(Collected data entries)
+ + +

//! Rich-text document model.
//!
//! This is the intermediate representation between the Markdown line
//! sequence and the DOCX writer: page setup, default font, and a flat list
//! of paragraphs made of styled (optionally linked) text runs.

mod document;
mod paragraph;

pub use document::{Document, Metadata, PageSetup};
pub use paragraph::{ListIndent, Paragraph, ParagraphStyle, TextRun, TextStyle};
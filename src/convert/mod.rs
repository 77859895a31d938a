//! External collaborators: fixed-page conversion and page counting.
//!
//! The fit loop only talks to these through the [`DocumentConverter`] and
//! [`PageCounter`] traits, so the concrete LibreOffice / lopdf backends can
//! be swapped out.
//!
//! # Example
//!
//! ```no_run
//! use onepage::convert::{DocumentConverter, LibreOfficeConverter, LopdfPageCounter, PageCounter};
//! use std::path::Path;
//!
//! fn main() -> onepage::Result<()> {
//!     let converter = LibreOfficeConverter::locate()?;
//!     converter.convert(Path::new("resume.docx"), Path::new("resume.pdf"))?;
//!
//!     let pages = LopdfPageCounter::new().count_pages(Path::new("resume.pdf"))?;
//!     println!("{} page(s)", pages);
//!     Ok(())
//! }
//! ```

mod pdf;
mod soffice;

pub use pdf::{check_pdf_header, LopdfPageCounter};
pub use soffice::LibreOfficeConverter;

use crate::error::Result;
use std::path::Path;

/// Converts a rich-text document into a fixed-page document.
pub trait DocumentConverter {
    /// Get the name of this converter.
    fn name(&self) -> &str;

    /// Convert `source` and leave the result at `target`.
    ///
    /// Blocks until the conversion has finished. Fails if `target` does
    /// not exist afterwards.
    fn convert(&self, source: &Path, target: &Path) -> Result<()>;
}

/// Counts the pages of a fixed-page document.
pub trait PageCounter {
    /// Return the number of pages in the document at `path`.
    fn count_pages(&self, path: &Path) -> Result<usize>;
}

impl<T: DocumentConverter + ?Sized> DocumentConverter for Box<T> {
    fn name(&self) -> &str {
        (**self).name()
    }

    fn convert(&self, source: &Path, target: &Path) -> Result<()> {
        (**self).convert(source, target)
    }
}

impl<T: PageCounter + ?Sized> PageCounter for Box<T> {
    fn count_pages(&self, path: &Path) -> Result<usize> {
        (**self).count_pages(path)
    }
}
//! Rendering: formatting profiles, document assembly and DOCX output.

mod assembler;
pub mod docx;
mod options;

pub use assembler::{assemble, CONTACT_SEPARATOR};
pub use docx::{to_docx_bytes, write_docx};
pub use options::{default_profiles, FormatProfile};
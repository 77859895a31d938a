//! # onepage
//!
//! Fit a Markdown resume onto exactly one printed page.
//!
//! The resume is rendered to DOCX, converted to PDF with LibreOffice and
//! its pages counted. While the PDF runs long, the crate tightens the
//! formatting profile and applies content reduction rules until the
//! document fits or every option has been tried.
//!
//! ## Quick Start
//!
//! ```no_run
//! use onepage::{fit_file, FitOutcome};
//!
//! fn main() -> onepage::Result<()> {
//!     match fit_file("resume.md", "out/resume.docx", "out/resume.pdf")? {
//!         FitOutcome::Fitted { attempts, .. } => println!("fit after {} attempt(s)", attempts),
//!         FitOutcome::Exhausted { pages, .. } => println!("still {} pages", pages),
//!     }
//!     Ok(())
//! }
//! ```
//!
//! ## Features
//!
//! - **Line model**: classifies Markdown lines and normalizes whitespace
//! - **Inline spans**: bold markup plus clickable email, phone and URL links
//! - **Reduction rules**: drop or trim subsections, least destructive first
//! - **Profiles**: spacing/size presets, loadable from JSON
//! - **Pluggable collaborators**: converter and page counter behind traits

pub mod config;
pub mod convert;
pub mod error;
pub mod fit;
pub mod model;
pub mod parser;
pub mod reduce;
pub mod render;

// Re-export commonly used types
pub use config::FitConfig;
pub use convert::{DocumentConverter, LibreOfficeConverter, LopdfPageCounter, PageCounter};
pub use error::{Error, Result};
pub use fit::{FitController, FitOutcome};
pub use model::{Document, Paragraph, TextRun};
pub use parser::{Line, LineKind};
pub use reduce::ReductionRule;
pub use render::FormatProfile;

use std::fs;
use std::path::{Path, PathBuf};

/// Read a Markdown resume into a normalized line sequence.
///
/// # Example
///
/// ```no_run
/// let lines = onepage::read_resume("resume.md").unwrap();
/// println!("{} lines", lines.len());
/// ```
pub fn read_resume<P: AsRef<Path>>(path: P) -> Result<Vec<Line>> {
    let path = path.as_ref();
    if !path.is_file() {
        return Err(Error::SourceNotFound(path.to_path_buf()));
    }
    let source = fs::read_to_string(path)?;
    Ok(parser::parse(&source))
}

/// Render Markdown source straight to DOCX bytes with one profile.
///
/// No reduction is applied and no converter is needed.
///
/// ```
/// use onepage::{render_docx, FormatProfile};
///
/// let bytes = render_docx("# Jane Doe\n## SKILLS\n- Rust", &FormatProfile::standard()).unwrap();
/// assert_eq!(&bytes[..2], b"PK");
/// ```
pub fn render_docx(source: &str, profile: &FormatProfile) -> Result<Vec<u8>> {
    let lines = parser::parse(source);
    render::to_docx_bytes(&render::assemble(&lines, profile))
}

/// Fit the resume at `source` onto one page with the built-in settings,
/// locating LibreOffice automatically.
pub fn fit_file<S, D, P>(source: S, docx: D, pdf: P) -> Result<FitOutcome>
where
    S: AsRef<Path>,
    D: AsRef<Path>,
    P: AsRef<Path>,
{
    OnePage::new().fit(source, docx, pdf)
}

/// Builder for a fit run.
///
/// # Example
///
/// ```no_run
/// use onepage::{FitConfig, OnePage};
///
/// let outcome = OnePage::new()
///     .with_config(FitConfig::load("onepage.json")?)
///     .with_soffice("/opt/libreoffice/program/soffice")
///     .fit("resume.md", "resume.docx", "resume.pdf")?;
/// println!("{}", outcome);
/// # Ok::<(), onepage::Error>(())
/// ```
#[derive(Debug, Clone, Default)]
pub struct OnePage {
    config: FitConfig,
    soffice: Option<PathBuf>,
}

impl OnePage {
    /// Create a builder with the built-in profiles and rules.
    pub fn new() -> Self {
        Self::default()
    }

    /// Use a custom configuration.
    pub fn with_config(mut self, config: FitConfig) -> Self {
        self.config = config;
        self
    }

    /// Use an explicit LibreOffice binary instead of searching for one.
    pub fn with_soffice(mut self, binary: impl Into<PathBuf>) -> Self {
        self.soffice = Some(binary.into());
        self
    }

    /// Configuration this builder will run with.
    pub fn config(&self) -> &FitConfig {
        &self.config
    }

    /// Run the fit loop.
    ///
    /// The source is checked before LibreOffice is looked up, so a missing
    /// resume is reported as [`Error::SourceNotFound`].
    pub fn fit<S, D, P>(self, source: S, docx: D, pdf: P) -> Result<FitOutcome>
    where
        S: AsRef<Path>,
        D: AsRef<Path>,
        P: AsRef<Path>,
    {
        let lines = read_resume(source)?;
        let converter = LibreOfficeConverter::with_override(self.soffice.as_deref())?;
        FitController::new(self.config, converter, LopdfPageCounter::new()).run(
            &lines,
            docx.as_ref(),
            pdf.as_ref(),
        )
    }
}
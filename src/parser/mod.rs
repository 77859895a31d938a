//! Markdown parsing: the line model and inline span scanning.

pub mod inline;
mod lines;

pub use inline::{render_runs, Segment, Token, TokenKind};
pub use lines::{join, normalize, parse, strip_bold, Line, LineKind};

+ + +

_ACTION ITEM_
Taking care to match every character, output all of the entries above.

_SOLUTION TO THE PROBLEM_
//! Rich-text document model.
//!
//! This is the intermediate representation between the Markdown line
//! sequence and the DOCX writer: page setup, default font, and a flat list
//! of paragraphs made of styled (optionally linked) text runs.

mod document;
mod paragraph;

pub use document::{Document, Metadata, PageSetup};
pub use paragraph::{ListIndent, Paragraph, ParagraphStyle, TextRun, TextStyle};
filename src/convert/mod.rs
repository 77859895a31d938a
//! External collaborators: fixed-page conversion and page counting.
//!
//! The fit loop only talks to these through the [`DocumentConverter`] and
//! [`PageCounter`] traits, so the concrete LibreOffice / lopdf backends can
//! be swapped out.
//!
//! # Example
//!
//! ```no_run
//! use onepage::convert::{DocumentConverter, LibreOfficeConverter, LopdfPageCounter, PageCounter};
//! use std::path::Path;
//!
//! fn main() -> onepage::Result<()> {
//!     let converter = LibreOfficeConverter::locate()?;
//!     converter.convert(Path::new("resume.docx"), Path::new("resume.pdf"))?;
//!
//!     let pages = LopdfPageCounter::new().count_pages(Path::new("resume.pdf"))?;
//!     println!("{} page(s)", pages);
//!     Ok(())
//! }
//! ```

mod pdf;
mod soffice;

pub use pdf::{check_pdf_header, LopdfPageCounter};
pub use soffice::LibreOfficeConverter;

use crate::error::Result;
use std::path::Path;

/// Converts a rich-text document into a fixed-page document.
pub trait DocumentConverter {
    /// Get the name of this converter.
    fn name(&self) -> &str;

    /// Convert `source` and leave the result at `target`.
    ///
    /// Blocks until the conversion has finished. Fails if `target` does
    /// not exist afterwards.
    fn convert(&self, source: &Path, target: &Path) -> Result<()>;
}

/// Counts the pages of a fixed-page document.
pub trait PageCounter {
    /// Return the number of pages in the document at `path`.
    fn count_pages(&self, path: &Path) -> Result<usize>;
}

impl<T: DocumentConverter + ?Sized> DocumentConverter for Box<T> {
    fn name(&self) -> &str {
        (**self).name()
    }

    fn convert(&self, source: &Path, target: &Path) -> Result<()> {
        (**self).convert(source, target)
    }
}

impl<T: PageCounter + ?Sized> PageCounter for Box<T> {
    fn count_pages(&self, path: &Path) -> Result<usize> {
        (**self).count_pages(path)
    }
}
//! Rendering: formatting profiles, document assembly and DOCX output.

mod assembler;
pub mod docx;
mod options;

pub use assembler::{assemble, CONTACT_SEPARATOR};
pub use docx::{to_docx_bytes, write_docx};
pub use options::{default_profiles, FormatProfile};
repository 77859895a31d938a
//! # onepage
//!
//! Fit a Markdown resume onto exactly one printed page.
//!
//! The resume is rendered to DOCX, converted to PDF with LibreOffice and
//! its pages counted. While the PDF runs long, the crate tightens the
//! formatting profile and applies content reduction rules until the
//! document fits or every option has been tried.
//!
//! ## Quick Start
//!
//! ```no_run
//! use onepage::{fit_file, FitOutcome};
//!
//! fn main() -> onepage::Result<()> {
//!     match fit_file("resume.md", "out/resume.docx", "out/resume.pdf")? {
//!         FitOutcome::Fitted { attempts, .. } => println!("fit after {} attempt(s)", attempts),
//!         FitOutcome::Exhausted { pages, .. } => println!("still {} pages", pages),
//!     }
//!     Ok(())
//! }
//! ```
//!
//! ## Features
//!
//! - **Line model**: classifies Markdown lines and normalizes whitespace
//! - **Inline spans**: bold markup plus clickable email, phone and URL links
//! - **Reduction rules**: drop or trim subsections, least destructive first
//! - **Profiles**: spacing/size presets, loadable from JSON
//! - **Pluggable collaborators**: converter and page counter behind traits

pub mod config;
pub mod convert;
pub mod error;
pub mod fit;
pub mod model;
pub mod parser;
pub mod reduce;
pub mod render;

// Re-export commonly used types
pub use config::FitConfig;
pub use convert::{DocumentConverter, LibreOfficeConverter, LopdfPageCounter, PageCounter};
pub use error::{Error, Result};
pub use fit::{FitController, FitOutcome};
pub use model::{Document, Paragraph, TextRun};
pub use parser::{Line, LineKind};
pub use reduce::ReductionRule;
pub use render::FormatProfile;

use std::fs;
use std::path::{Path, PathBuf};

/// Read a Markdown resume into a normalized line sequence.
///
/// # Example
///
/// ```no_run
/// let lines = onepage::read_resume("resume.md").unwrap();
/// println!("{} lines", lines.len());
/// ```
pub fn read_resume<P: AsRef<Path>>(path: P) -> Result<Vec<Line>> {
    let path = path.as_ref();
    if !path.is_file() {
        return Err(Error::SourceNotFound(path.to_path_buf()));
    }
    let source = fs::read_to_string(path)?;
    Ok(parser::parse(&source))
}

/// Render Markdown source straight to DOCX bytes with one profile.
///
/// No reduction is applied and no converter is needed.
///
/// ```
/// use onepage::{render_docx, FormatProfile};
///
/// let bytes = render_docx("# Jane Doe\n## SKILLS\n- Rust", &FormatProfile::standard()).unwrap();
/// assert_eq!(&bytes[..2], b"PK");
/// ```
pub fn render_docx(source: &str, profile: &FormatProfile) -> Result<Vec<u8>> {
    let lines = parser::parse(source);
    render::to_docx_bytes(&render::assemble(&lines, profile))
}

/// Fit the resume at `source` onto one page with the built-in settings,
/// locating LibreOffice automatically.
pub fn fit_file<S, D, P>(source: S, docx: D, pdf: P) -> Result<FitOutcome>
where
    S: AsRef<Path>,
    D: AsRef<Path>,
    P: AsRef<Path>,
{
    OnePage::new().fit(source, docx, pdf)
}

/// Builder for a fit run.
///
/// # Example
///
/// ```no_run
/// use onepage::{FitConfig, OnePage};
///
/// let outcome = OnePage::new()
///     .with_config(FitConfig::load("onepage.json")?)
///     .with_soffice("/opt/libreoffice/program/soffice")
///     .fit("resume.md", "resume.docx", "resume.pdf")?;
/// println!("{}", outcome);
/// # Ok::<(), onepage::Error>(())
/// ```
#[derive(Debug, Clone, Default)]
pub struct OnePage {
    config: FitConfig,
    soffice: Option<PathBuf>,
}

impl OnePage {
    /// Create a builder with the built-in profiles and rules.
    pub fn new() -> Self {
        Self::default()
    }

    /// Use a custom configuration.
    pub fn with_config(mut self, config: FitConfig) -> Self {
        self.config = config;
        self
    }

    /// Use an explicit LibreOffice binary instead of searching for one.
    pub fn with_soffice(mut self, binary: impl Into<PathBuf>) -> Self {
        self.soffice = Some(binary.into());
        self
    }

    /// Configuration this builder will run with.
    pub fn config(&self) -> &FitConfig {
        &self.config
    }

    /// Run the fit loop.
    ///
    /// The source is checked before LibreOffice is looked up, so a missing
    /// resume is reported as [`Error::SourceNotFound`].
    pub fn fit<S, D, P>(self, source: S, docx: D, pdf: P) -> Result<FitOutcome>
    where
        S: AsRef<Path>,
        D: AsRef<Path>,
        P: AsRef<Path>,
    {
        let lines = read_resume(source)?;
        let converter = LibreOfficeConverter::with_override(self.soffice.as_deref())?;
        FitController::new(self.config, converter, LopdfPageCounter::new()).run(
            &lines,
            docx.as_ref(),
            pdf.as_ref(),
        )
    }
}
filename src/parser/mod.rs
repository 77859895a31d938a
//! Markdown parsing: the line model and inline span scanning.

pub mod inline;
mod lines;

pub use inline::{render_runs, Segment, Token, TokenKind};
pub use lines::{join, normalize, parse, strip_bold, Line, LineKind};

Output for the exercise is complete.